I have seen some video of that as it has been done in the past with both handgun, machine gun and also with the bow and arrow.  Still it is all pretty cool.


----------



## michaeledward (Jan 1, 2008)

I watched, and found it wonderfully interesting.


----------



## towknee (Jan 1, 2008)

Help, please.
I googled Discovery Channel and can find Weapons Master but I can't find anything about a japanese sword issue.
Did someone actually find a reference on the internet to this particular show?

Thanks.


----------



## chinto (Jan 2, 2008)

jks9199 said:


> Anybody else watch *Weapon Masters*?  Last night, they showed an episode about the katana, and it seemed decent.  But I can't seem to find anything out about the hosts, the show, or anything else much.  It sort of seems to be Mythbusters meets Fight Quest/Human Weapon...  They seem to be looking at how various weapons have been made, and trying to duplicate them.
> 
> (I am kind of flabbergasted that the one host had never learned forging by looking at the color of the hot steel...  Anyone I've known learned to read the color of the steel early in their forging, instead of relying on thermal sensors.)

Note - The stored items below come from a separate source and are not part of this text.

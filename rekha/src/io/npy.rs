//! NPY (NumPy array, format 1.0) encoding of grid buffers.
//!
//! Format:
//! - Magic: `\x93NUMPY` (6 bytes)
//! - Version: `01 00` (2 bytes)
//! - Header length: u16 (2 bytes, little-endian)
//! - Header: `{'descr': '<u1', 'fortran_order': False, 'shape': (H, W), }`
//!   padded with spaces and terminated by `\n` so the whole preamble is a
//!   multiple of 64 bytes
//! - Data: `H * W` bytes, row-major
//!
//! No row flip is applied: array row 0 is the bottom of the map, matching the
//! `origin` in the metadata file.

use crate::core::cell;
use crate::error::EncodeError;
use crate::grid::OccupancyGrid;

/// Magic bytes for .npy files
pub const MAGIC: &[u8; 6] = b"\x93NUMPY";

/// Format version written (major, minor)
pub const VERSION: [u8; 2] = [1, 0];

/// Single unsigned byte dtype
pub const DTYPE_U8: &str = "<u1";

/// Preamble alignment in bytes
const ALIGNMENT: usize = 64;

/// Magic + version + header length field
const FIXED_PREFIX: usize = 10;

/// Build the padded header text for a 2D array of `height` rows.
fn array_header(dtype: &str, width: usize, height: usize) -> String {
    let dict = format!(
        "{{'descr': '{}', 'fortran_order': False, 'shape': ({}, {}), }}",
        dtype, height, width
    );
    // +1 for the terminating newline
    let unpadded = FIXED_PREFIX + dict.len() + 1;
    let padding = (ALIGNMENT - unpadded % ALIGNMENT) % ALIGNMENT;

    let mut header = dict;
    header.extend(std::iter::repeat_n(' ', padding));
    header.push('\n');
    header
}

/// Encode a row-major `u8` buffer of `height x width` as NPY.
///
/// `data.len()` must equal `width * height`.
pub fn encode_npy(data: &[u8], width: usize, height: usize) -> Result<Vec<u8>, EncodeError> {
    let expected = width
        .checked_mul(height)
        .ok_or(EncodeError::DimensionsOverflow { width, height })?;
    if data.len() != expected {
        return Err(EncodeError::SizeMismatch {
            width,
            height,
            expected,
            actual: data.len(),
        });
    }

    Ok(assemble(data, width, height))
}

/// Raw flavor: grid values unchanged (0 occupied, 254 free).
pub fn encode_raw_npy(grid: &OccupancyGrid) -> Vec<u8> {
    assemble(grid.cells(), grid.width(), grid.height())
}

/// Planner flavor: 1 for occupied cells, 0 for everything else.
pub fn encode_planner_npy(grid: &OccupancyGrid) -> Vec<u8> {
    assemble(&planner_cells(grid.cells()), grid.width(), grid.height())
}

/// Remap raw cell values to the planner's 0/1 convention.
pub fn planner_cells(cells: &[u8]) -> Vec<u8> {
    cells
        .iter()
        .map(|&v| u8::from(v == cell::OCCUPIED))
        .collect()
}

/// Caller guarantees `data.len() == width * height`.
fn assemble(data: &[u8], width: usize, height: usize) -> Vec<u8> {
    let header = array_header(DTYPE_U8, width, height);
    // Two usize dimensions keep the header well under 128 bytes.
    let header_len = header.len() as u16;

    let mut out = Vec::with_capacity(FIXED_PREFIX + header.len() + data.len());
    out.extend_from_slice(MAGIC);
    out.extend_from_slice(&VERSION);
    out.extend_from_slice(&header_len.to_le_bytes());
    out.extend_from_slice(header.as_bytes());
    out.extend_from_slice(data);
    out
}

yes the color of steel is part of the temper proses..  and every culture has used color as a cue to when to quench and things in tempering steel... 

that said I have not seen the show.. would like to though.


----------



## AceHBK (Jan 2, 2008)

Im personally too tired of these shows.

Human Weapon, Weapon Masters, Final Fu, Fight Quest, etc.

Im toot tired of seeing some bloake out there not knowing what they are doing.  I am sitting at home twidling my thumbs and my phone isnt ringing to be on any of these shows.....

I need a agent.


----------



## arnisador (Jan 2, 2008)

No upcoming shows?
http://dsc.discovery.com/tv-schedules/series.html?paid=1.15267.25466.32463.x


----------



## Kacey (Jan 2, 2008)

NOTE:

This thread has been moved to General Weapons Discussion, in hopes that this location will generate greater responses to the topic.

Karen Cohn
MT Senior Moderator


----------



## Langenschwert (Jan 2, 2008)

These kind of shows can be a mixed bag.  Sometimes they are utter nonsense about how something is really uber-awesome and consists largely of hype and cliche, or tired old arguments about which weapon or MA is the "best".

Other times, they're wonderfully done like the old documentary on Katori-Shinto Ryu or surprisingly good like the Weapons that Made Britain.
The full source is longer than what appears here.